# What is being asked
Out of the listing below, copy every line that carries the string "types".

# Data to process
|---|
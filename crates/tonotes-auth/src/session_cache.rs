//! Advisory session cache in the key/value store
//!
//! Single sessions live under `session:<id>` until they expire. Per-user
//! active lists live under `session:user:<user_id>` for the configured TTL,
//! tagged with the per-user version counter read *before* the system of
//! record was queried. Every state change bumps the counter, so a list
//! tagged with an older version is stale and ignored.
//!
//! All failures degrade to a cache miss.

use chrono::{DateTime, Utc};
use serde::{Deserialize, Serialize};
use std::sync::Arc;
use std::time::Duration;
use tonotes_db::cache::{get_json, keys, set_json};
use tonotes_db::{KeyValueStore, Session};
use tracing::{debug, warn};
use uuid::Uuid;

#[derive(Debug, Serialize, Deserialize)]
struct CachedList {
    version: i64,
    sessions: Vec<Session>,
}

#[derive(Clone)]
pub struct SessionCache {
    store: Arc<dyn KeyValueStore>,
    list_ttl: Duration,
}

impl SessionCache {
    pub fn new(store: Arc<dyn KeyValueStore>, list_ttl: Duration) -> Self {
        Self { store, list_ttl }
    }

    fn session_key(id: Uuid) -> String {
        format!("{}{}", keys::SESSION, id)
    }

    fn list_key(user_id: Uuid) -> String {
        format!("{}{}", keys::SESSION_USER, user_id)
    }

    fn version_key(user_id: Uuid) -> String {
        format!("{}{}", keys::SESSION_VERSION, user_id)
    }

    pub async fn get_session(&self, id: Uuid) -> Option<Session> {
        match get_json::<Session>(self.store.as_ref(), &Self::session_key(id)).await {
            Ok(hit) => hit,
            Err(e) => {
                warn!(session_id = %id, error = %e, "Session cache read failed");
                None
            }
        }
    }

    /// Cache a session until its own expiry
    pub async fn put_session(&self, session: &Session, now: DateTime<Utc>) {
        let Ok(ttl) = (session.expires_at - now).to_std() else {
            return;
        };
        if ttl.is_zero() {
            return;
        }
        if let Err(e) = set_json(self.store.as_ref(), &Self::session_key(session.id), session, ttl).await {
            warn!(session_id = %session.id, error = %e, "Session cache write failed");
        }
    }

    pub async fn evict_session(&self, id: Uuid) {
        if let Err(e) = self.store.delete(&Self::session_key(id)).await {
            warn!(session_id = %id, error = %e, "Session cache evict failed");
        }
    }

    /// Current per-user version; `None` when the store is unreachable
    pub async fn version(&self, user_id: Uuid) -> Option<i64> {
        match self.store.get(&Self::version_key(user_id)).await {
            Ok(raw) => Some(raw.and_then(|v| v.parse().ok()).unwrap_or(0)),
            Err(e) => {
                warn!(user_id = %user_id, error = %e, "Session cache version read failed");
                None
            }
        }
    }

    /// Cached active list, if it was written at `version` or later
    pub async fn get_list(&self, user_id: Uuid, version: i64) -> Option<Vec<Session>> {
        match get_json::<CachedList>(self.store.as_ref(), &Self::list_key(user_id)).await {
            Ok(Some(cached)) if cached.version >= version => Some(cached.sessions),
            Ok(Some(cached)) => {
                debug!(user_id = %user_id, cached = cached.version, current = version, "Stale session list");
                None
            }
            Ok(None) => None,
            Err(e) => {
                warn!(user_id = %user_id, error = %e, "Session cache read failed");
                None
            }
        }
    }

    pub async fn put_list(&self, user_id: Uuid, version: i64, sessions: &[Session]) {
        let cached = CachedList {
            version,
            sessions: sessions.to_vec(),
        };
        if let Err(e) = set_json(self.store.as_ref(), &Self::list_key(user_id), &cached, self.list_ttl).await {
            warn!(user_id = %user_id, error = %e, "Session cache write failed");
        }
    }

    /// Mark every cached view of the user's sessions stale
    pub async fn invalidate_user(&self, user_id: Uuid) {
        if let Err(e) = self.store.incr(&Self::version_key(user_id)).await {
            warn!(user_id = %user_id, error = %e, "Session cache version bump failed");
        }
        if let Err(e) = self.store.delete(&Self::list_key(user_id)).await {
            warn!(user_id = %user_id, error = %e, "Session cache evict failed");
        }
    }

    /// Remove cached sessions whose `expires_at` has passed or that no longer parse
    pub async fn sweep_expired(&self, now: DateTime<Utc>) -> usize {
        let found = match self.store.scan_prefix(keys::SESSION).await {
            Ok(found) => found,
            Err(e) => {
                warn!(error = %e, "Session cache scan failed");
                return 0;
            }
        };

        let mut removed = 0;
        for key in found {
            if key.starts_with(keys::SESSION_USER) || key.starts_with(keys::SESSION_VERSION) {
                continue;
            }
            let expired = match get_json::<Session>(self.store.as_ref(), &key).await {
                Ok(Some(session)) => session.expires_at <= now,
                Ok(None) => false,
                Err(_) => true,
            };
            if expired && self.store.delete(&key).await.unwrap_or(false) {
                removed += 1;
            }
        }
        removed
    }
}
//! Session DTOs

use chrono::{DateTime, Utc};
use serde::Serialize;
use tonotes_db::{DeviceInfo, Session};
use uuid::Uuid;

/// A session as shown to its owner
#[derive(Debug, Clone, Serialize)]
pub struct SessionView {
    pub id: Uuid,
    pub created_at: DateTime<Utc>,
    pub expires_at: DateTime<Utc>,
    pub last_activity_at: DateTime<Utc>,
    pub device: DeviceInfo,
    pub ip: String,
    pub location: String,
    pub active: bool,
    /// True for the session making the request
    pub current: bool,
}

impl SessionView {
    pub fn new(session: Session, current_id: Uuid) -> Self {
        Self {
            current: session.id == current_id,
            id: session.id,
            created_at: session.created_at,
            expires_at: session.expires_at,
            last_activity_at: session.last_activity_at,
            device: session.device,
            ip: session.ip,
            location: session.location,
            active: session.active,
        }
    }
}

/// Active sessions of the caller
#[derive(Debug, Clone, Serialize)]
pub struct SessionListResponse {
    pub sessions: Vec<SessionView>,
    pub count: usize,
}

/// Result of ending every session
#[derive(Debug, Clone, Serialize)]
pub struct LogoutAllResponse {
    pub message: String,
    pub sessions_ended: u64,
}
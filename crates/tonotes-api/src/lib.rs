//! toNotes REST API
//!
//! HTTP surface of the authentication core.
//!
//! # API Structure
//!
//! ```text
//! /api/v1/
//! ├── /auth          - register, login, token refresh, logout
//! ├── /session       - list, inspect and end sessions
//! ├── /2fa           - TOTP enrollment and recovery login
//! └── /user          - profile, password, email, deletion
//! /health, /ready    - liveness and store readiness
//! ```
//!
//! Protected routes need `Authorization: Bearer <access token>` plus the
//! session id, taken from the `X-Session-ID` header or the `session_id` cookie.

pub mod dto;
pub mod error;
pub mod extractors;
pub mod handlers;
pub mod routes;
pub mod state;

use axum::http::{header, HeaderName, HeaderValue, Method};
use axum::routing::get;
use axum::Router;
use std::sync::Arc;
use tonotes_auth::middleware::SESSION_HEADER;
use tower_http::{
    compression::CompressionLayer,
    cors::{AllowOrigin, CorsLayer},
    request_id::{MakeRequestUuid, PropagateRequestIdLayer, SetRequestIdLayer},
    trace::TraceLayer,
};

pub use error::{ApiError, ApiResult};
pub use state::AppState;

const REQUEST_ID_HEADER: &str = "x-request-id";

/// API configuration
#[derive(Debug, Clone)]
pub struct ApiConfig {
    /// Enable CORS for browser clients
    pub enable_cors: bool,
    /// Allowed origins; `*` allows any origin but then cookies are not sent cross-site
    pub cors_origins: Vec<String>,
    /// Gzip responses
    pub enable_compression: bool,
    /// One tracing span per request
    pub enable_tracing: bool,
}

impl Default for ApiConfig {
    fn default() -> Self {
        Self {
            enable_cors: true,
            cors_origins: vec!["*".to_string()],
            enable_compression: true,
            enable_tracing: true,
        }
    }
}

/// Router with every route and the configured layers
pub fn create_router(state: Arc<AppState>, config: ApiConfig) -> Router {
    with_layers(create_test_router(state), &config)
}

/// Routes only, without the outer layers
pub fn create_test_router(state: Arc<AppState>) -> Router {
    Router::new()
        .nest("/api/v1", routes::api_v1_routes(&state))
        .route("/health", get(handlers::health::health_check))
        .route("/ready", get(handlers::health::readiness_check))
        .with_state(state)
}

/// Outermost first: request id, trace, compression, CORS
fn with_layers(mut router: Router, config: &ApiConfig) -> Router {
    if config.enable_cors {
        router = router.layer(cors_layer(&config.cors_origins));
    }

    if config.enable_compression {
        router = router.layer(CompressionLayer::new());
    }

    if config.enable_tracing {
        router = router.layer(TraceLayer::new_for_http().make_span_with(
            |request: &axum::http::Request<_>| {
                let request_id = request
                    .headers()
                    .get(REQUEST_ID_HEADER)
                    .and_then(|v| v.to_str().ok())
                    .unwrap_or("-");

                tracing::info_span!(
                    "request",
                    method = %request.method(),
                    path = %request.uri().path(),
                    request_id = %request_id,
                )
            },
        ));
    }

    let request_id = HeaderName::from_static(REQUEST_ID_HEADER);
    router
        .layer(PropagateRequestIdLayer::new(request_id.clone()))
        .layer(SetRequestIdLayer::new(request_id, MakeRequestUuid))
}

/// CORS for browser clients
///
/// The session cookie only travels with credentialed requests, and browsers
/// refuse credentials together with wildcard origins or headers, so a
/// concrete origin list gets an explicit header list as well.
fn cors_layer(origins: &[String]) -> CorsLayer {
    if origins.iter().any(|o| o == "*") {
        return CorsLayer::permissive();
    }

    let origins: Vec<HeaderValue> = origins
        .iter()
        .filter_map(|o| match o.parse::<HeaderValue>() {
            Ok(origin) => Some(origin),
            Err(_) => {
                tracing::warn!(origin = %o, "Ignoring invalid CORS origin");
                None
            }
        })
        .collect();

    let session_header = HeaderName::from_static(SESSION_HEADER);
    CorsLayer::new()
        .allow_origin(AllowOrigin::list(origins))
        .allow_methods([
            Method::GET,
            Method::POST,
            Method::PUT,
            Method::DELETE,
            Method::OPTIONS,
        ])
        .allow_headers([
            header::AUTHORIZATION,
            header::CONTENT_TYPE,
            session_header.clone(),
            HeaderName::from_static(handlers::auth::REFRESH_TOKEN_HEADER),
        ])
        .expose_headers([session_header, HeaderName::from_static(REQUEST_ID_HEADER)])
        .allow_credentials(true)
}
//! Two-factor DTOs

use serde::{Deserialize, Serialize};
use validator::Validate;

use super::auth::LoginResponse;

/// First enrollment step
#[derive(Debug, Clone, Serialize)]
pub struct TwoFactorSetupResponse {
    pub secret: String,
    /// SVG data URI
    pub qr_code: String,
    pub otpauth_url: String,
}

/// Second enrollment step: the secret again plus a fresh code
#[derive(Debug, Clone, Deserialize, Validate)]
pub struct TwoFactorEnableRequest {
    #[validate(length(min = 16, max = 128, message = "Invalid secret"))]
    pub secret: String,
    #[validate(length(min = 1, max = 16, message = "Code is required"))]
    pub code: String,
}

/// Plaintext recovery codes, shown once
#[derive(Debug, Clone, Serialize)]
pub struct TwoFactorEnableResponse {
    pub message: String,
    pub recovery_codes: Vec<String>,
}

/// A TOTP code for verify and disable
#[derive(Debug, Clone, Deserialize, Validate)]
pub struct TwoFactorCodeRequest {
    #[validate(length(min = 1, max = 16, message = "Code is required"))]
    pub code: String,
}

#[derive(Debug, Clone, Serialize)]
pub struct TwoFactorVerifyResponse {
    pub valid: bool,
}

/// Login with a recovery code in place of a TOTP code
#[derive(Debug, Clone, Deserialize, Validate)]
pub struct RecoveryLoginRequest {
    #[validate(length(min = 1, message = "Username is required"))]
    pub username: String,
    #[validate(length(min = 1, message = "Password is required"))]
    pub password: String,
    #[validate(length(min = 1, max = 32, message = "Recovery code is required"))]
    pub recovery_code: String,
}

#[derive(Debug, Clone, Serialize)]
pub struct RecoveryLoginResponse {
    #[serde(flatten)]
    pub login: LoginResponse,
    pub remaining_codes: usize,
    #[serde(skip_serializing_if = "Option::is_none")]
    pub warning: Option<String>,
}
//! Error taxonomy of the auth core
//!
//! Every [`AuthError`] maps to one [`ErrorKind`], which fixes the HTTP status,
//! and to a stable machine-readable code. Client messages never carry store
//! or crypto details; those only reach the logs.

use chrono::{DateTime, Utc};
use serde::{Deserialize, Serialize};
use thiserror::Error;
use tonotes_db::DbError;

/// Result type alias for authentication operations
pub type AuthResult<T> = Result<T, AuthError>;

/// Authentication error types
#[derive(Debug, Error)]
pub enum AuthError {
    // =========================================================================
    // Token Errors
    // =========================================================================
    /// No bearer token on a protected request
    #[error("Authentication required")]
    MissingToken,

    /// Token has expired
    #[error("Token has expired")]
    TokenExpired,

    /// Token is invalid (malformed, wrong signature, wrong algorithm, etc.)
    #[error("Invalid token")]
    InvalidToken,

    /// An access token was presented where a refresh token is required
    #[error("Wrong token kind")]
    WrongTokenKind,

    /// Token has been revoked
    #[error("Token has been revoked")]
    TokenRevoked,

    // =========================================================================
    // Credential Errors
    // =========================================================================
    /// Unknown username or wrong password
    #[error("Invalid credentials")]
    InvalidCredentials,

    /// Password does not meet requirements
    #[error("Password does not meet requirements: {0}")]
    WeakPassword(String),

    /// Stored password digest could not be parsed
    #[error("Malformed password digest")]
    MalformedDigest,

    // =========================================================================
    // 2FA Errors
    // =========================================================================
    /// Two-factor authentication is required
    #[error("Two-factor authentication required")]
    TwoFactorRequired,

    /// Invalid 2FA code
    #[error("Invalid 2FA code")]
    InvalidTwoFactorCode,

    /// 2FA is not enabled for this account
    #[error("2FA not enabled")]
    TwoFactorNotEnabled,

    /// 2FA is already enabled
    #[error("2FA already enabled")]
    TwoFactorAlreadyEnabled,

    /// Recovery code unknown or already used
    #[error("Invalid recovery code")]
    InvalidRecoveryCode,

    // =========================================================================
    // Session Errors
    // =========================================================================
    /// No session id accompanied the request
    #[error("Session required")]
    SessionRequired,

    /// Session not found
    #[error("Session not found")]
    SessionNotFound,

    /// Session ended or expired
    #[error("Session has been invalidated")]
    SessionInvalidated,

    // =========================================================================
    // Access Errors
    // =========================================================================
    /// Resource belongs to another user
    #[error("Forbidden")]
    Forbidden,

    #[error("{0} not found")]
    NotFound(String),

    // =========================================================================
    // Account Errors
    // =========================================================================
    #[error("Username already taken")]
    UsernameTaken,

    #[error("Email already in use")]
    EmailTaken,

    /// Change attempted inside its cooldown window
    #[error("Too many changes, next allowed at {next_allowed_at}")]
    RateLimited {
        /// Earliest time the change is accepted again
        next_allowed_at: DateTime<Utc>,
    },

    #[error("Invalid input: {0}")]
    InvalidInput(String),

    // =========================================================================
    // Internal Errors
    // =========================================================================
    /// Document or key/value store failure
    #[error("Storage error: {0}")]
    Storage(String),

    /// A token could not be added to the revocation list
    #[error("Token revocation failed")]
    RevocationFailed,

    /// Configuration error
    #[error("Configuration error: {0}")]
    Config(String),

    /// Internal error (should not be exposed to clients)
    #[error("Internal error")]
    Internal(String),
}

/// Client-facing error classes; each maps to one HTTP status
#[derive(Debug, Clone, Copy, PartialEq, Eq, Serialize, Deserialize)]
pub enum ErrorKind {
    InvalidInput,
    InvalidCredentials,
    Requires2FA,
    Invalid2FA,
    Unauthorized,
    Forbidden,
    NotFound,
    Conflict,
    RateLimited,
    WeakPassword,
    StorageFailed,
    RevocationFailed,
    InternalError,
}

impl ErrorKind {
    /// HTTP status code for this kind
    pub fn status_code(&self) -> u16 {
        match self {
            Self::InvalidInput | Self::WeakPassword => 400,
            Self::InvalidCredentials | Self::Invalid2FA | Self::Unauthorized => 401,
            Self::Requires2FA | Self::Forbidden => 403,
            Self::NotFound => 404,
            Self::Conflict => 409,
            Self::RateLimited => 429,
            Self::StorageFailed | Self::RevocationFailed | Self::InternalError => 500,
        }
    }
}

impl AuthError {
    /// Classify this error
    pub fn kind(&self) -> ErrorKind {
        match self {
            Self::MissingToken
            | Self::TokenExpired
            | Self::InvalidToken
            | Self::WrongTokenKind
            | Self::TokenRevoked
            | Self::SessionRequired
            | Self::SessionNotFound
            | Self::SessionInvalidated => ErrorKind::Unauthorized,

            Self::InvalidCredentials => ErrorKind::InvalidCredentials,
            Self::WeakPassword(_) => ErrorKind::WeakPassword,

            Self::TwoFactorRequired => ErrorKind::Requires2FA,
            Self::InvalidTwoFactorCode | Self::InvalidRecoveryCode => ErrorKind::Invalid2FA,
            Self::TwoFactorNotEnabled | Self::TwoFactorAlreadyEnabled | Self::InvalidInput(_) => {
                ErrorKind::InvalidInput
            }

            Self::Forbidden => ErrorKind::Forbidden,
            Self::NotFound(_) => ErrorKind::NotFound,
            Self::UsernameTaken | Self::EmailTaken => ErrorKind::Conflict,
            Self::RateLimited { .. } => ErrorKind::RateLimited,

            Self::Storage(_) => ErrorKind::StorageFailed,
            Self::RevocationFailed => ErrorKind::RevocationFailed,
            Self::MalformedDigest | Self::Config(_) | Self::Internal(_) => ErrorKind::InternalError,
        }
    }

    /// Get the HTTP status code for this error
    pub fn status_code(&self) -> u16 {
        self.kind().status_code()
    }

    /// Get an error code for the client (safe to expose)
    pub fn error_code(&self) -> &'static str {
        match self {
            Self::MissingToken => "UNAUTHENTICATED",
            Self::TokenExpired => "TOKEN_EXPIRED",
            Self::InvalidToken => "INVALID_TOKEN",
            Self::WrongTokenKind => "WRONG_TOKEN_KIND",
            Self::TokenRevoked => "TOKEN_REVOKED",
            Self::InvalidCredentials => "INVALID_CREDENTIALS",
            Self::WeakPassword(_) => "WEAK_PASSWORD",
            Self::MalformedDigest => "INTERNAL_ERROR",
            Self::TwoFactorRequired => "2FA_REQUIRED",
            Self::InvalidTwoFactorCode => "INVALID_2FA_CODE",
            Self::TwoFactorNotEnabled => "2FA_NOT_ENABLED",
            Self::TwoFactorAlreadyEnabled => "2FA_ALREADY_ENABLED",
            Self::InvalidRecoveryCode => "INVALID_CODE",
            Self::SessionRequired => "SESSION_REQUIRED",
            Self::SessionNotFound => "SESSION_NOT_FOUND",
            Self::SessionInvalidated => "SESSION_INVALIDATED",
            Self::Forbidden => "FORBIDDEN",
            Self::NotFound(_) => "NOT_FOUND",
            Self::UsernameTaken => "USERNAME_TAKEN",
            Self::EmailTaken => "EMAIL_TAKEN",
            Self::RateLimited { .. } => "RATE_LIMITED",
            Self::InvalidInput(_) => "INVALID_INPUT",
            Self::Storage(_) => "INTERNAL_ERROR",
            Self::RevocationFailed => "INTERNAL_ERROR",
            Self::Config(_) => "INTERNAL_ERROR",
            Self::Internal(_) => "INTERNAL_ERROR",
        }
    }

    /// Server-side faults, logged at error level
    pub fn is_server_error(&self) -> bool {
        self.status_code() >= 500
    }

    /// Message for the response body; internal failures are masked
    pub fn client_message(&self) -> String {
        if self.is_server_error() {
            "An internal error occurred".to_string()
        } else {
            self.to_string()
        }
    }

    /// Seconds until a rate-limited action is allowed again, rounded up
    pub fn retry_after_secs(&self) -> Option<u64> {
        match self {
            Self::RateLimited { next_allowed_at } => {
                let millis = (*next_allowed_at - Utc::now()).num_milliseconds().max(0) as u64;
                Some(millis.div_ceil(1000))
            }
            _ => None,
        }
    }
}

/// Error response for API clients
#[derive(Debug, Clone, Serialize, Deserialize)]
pub struct ErrorResponse {
    /// Error message (human-readable)
    pub error: String,
    /// Error code (machine-readable)
    pub code: String,
    /// Earliest retry time (for rate limiting)
    #[serde(skip_serializing_if = "Option::is_none")]
    pub next_allowed_at: Option<DateTime<Utc>>,
}

impl From<&AuthError> for ErrorResponse {
    fn from(error: &AuthError) -> Self {
        let next_allowed_at = match error {
            AuthError::RateLimited { next_allowed_at } => Some(*next_allowed_at),
            _ => None,
        };

        Self {
            error: error.client_message(),
            code: error.error_code().to_string(),
            next_allowed_at,
        }
    }
}

// Conversions from library errors
impl From<jsonwebtoken::errors::Error> for AuthError {
    fn from(err: jsonwebtoken::errors::Error) -> Self {
        use jsonwebtoken::errors::ErrorKind;
        match err.kind() {
            ErrorKind::ExpiredSignature => Self::TokenExpired,
            _ => Self::InvalidToken,
        }
    }
}

impl From<password_hash::Error> for AuthError {
    fn from(_: password_hash::Error) -> Self {
        Self::MalformedDigest
    }
}

impl From<DbError> for AuthError {
    fn from(err: DbError) -> Self {
        match err {
            DbError::NotFound(what) => Self::NotFound(what),
            other => Self::Storage(other.to_string()),
        }
    }
}
//! Liveness and readiness probes

use axum::{extract::State, http::StatusCode, Json};
use chrono::{DateTime, Utc};
use serde::Serialize;
use std::sync::Arc;
use tonotes_db::HealthStatus;

use crate::state::AppState;

#[derive(Debug, Serialize)]
pub struct Liveness {
    pub status: &'static str,
    pub version: &'static str,
    pub time: DateTime<Utc>,
}

/// Reachability of the document store and the key/value store
#[derive(Debug, Serialize)]
pub struct Readiness {
    pub status: &'static str,
    pub document_store: bool,
    pub key_value_store: bool,
}

impl From<HealthStatus> for Readiness {
    fn from(health: HealthStatus) -> Self {
        Self {
            status: if health.healthy { "ready" } else { "not_ready" },
            document_store: health.mongo,
            key_value_store: health.store,
        }
    }
}

/// Process is up; touches nothing
pub async fn health_check() -> Json<Liveness> {
    Json(Liveness {
        status: "healthy",
        version: env!("CARGO_PKG_VERSION"),
        time: Utc::now(),
    })
}

/// Both stores answer a ping
///
/// The in-memory backends are always ready.
pub async fn readiness_check(State(state): State<Arc<AppState>>) -> (StatusCode, Json<Readiness>) {
    let health = match &state.db {
        Some(db) => db.health_check().await,
        None => HealthStatus {
            mongo: true,
            store: true,
            healthy: true,
        },
    };

    let code = if health.healthy {
        StatusCode::OK
    } else {
        StatusCode::SERVICE_UNAVAILABLE
    };
    (code, Json(Readiness::from(health)))
}
//! toNotes Authentication Core
//!
//! Everything between a credential arriving and a handler running:
//!
//! - **Password Hasher**: Argon2id digests and the password policy
//! - **Token Service**: HS256 access/refresh tokens
//! - **Revocation List**: revoked tokens kept until their natural expiry
//! - **Session Registry**: server-side sessions with a per-user cap
//! - **2FA**: TOTP enrollment and single-use recovery codes
//! - **Orchestrator**: register, login, refresh, logout and account flows
//!
//! # Architecture
//!
//! ```text
//! ┌─────────────────────────────────────────────────────────────┐
//! │                    Authentication Flow                       │
//! ├─────────────────────────────────────────────────────────────┤
//! │  Request → AuthMiddleware → Handler                          │
//! │                 │                                            │
//! │   bearer ───────┼──────────── session id                     │
//! │     ▼           ▼                  ▼                         │
//! │ TokenService  RevocationList  SessionRegistry ─► cache       │
//! │     └───────────┼──────────────────┘                         │
//! │                 ▼                                            │
//! │            AuthContext                                       │
//! └─────────────────────────────────────────────────────────────┘
//! ```
//!
//! The revocation check fails open: if the key/value store is unreachable,
//! already-issued tokens keep working, while logout refuses to report success.

pub mod config;
pub mod device;
pub mod error;
pub mod janitor;
pub mod jwt;
pub mod middleware;
pub mod password;
pub mod revocation;
pub mod service;
pub mod session;
pub mod session_cache;
pub mod totp;
pub mod two_factor;
pub mod types;

pub use config::AuthConfig;
pub use device::{GeoLocator, HttpGeoLocator, NoopGeoLocator};
pub use error::{AuthError, AuthResult, ErrorKind, ErrorResponse};
pub use jwt::TokenService;
pub use middleware::{AuthLayer, AuthMiddleware, RequireAuth};
pub use password::PasswordService;
pub use revocation::RevocationList;
pub use service::{AuthService, Backends};
pub use session::SessionRegistry;
pub use totp::TotpService;
pub use two_factor::TwoFactorService;
pub use types::*;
|---|
# Result of the task
/// Authentication error types
pub mod types;
pub use types::*;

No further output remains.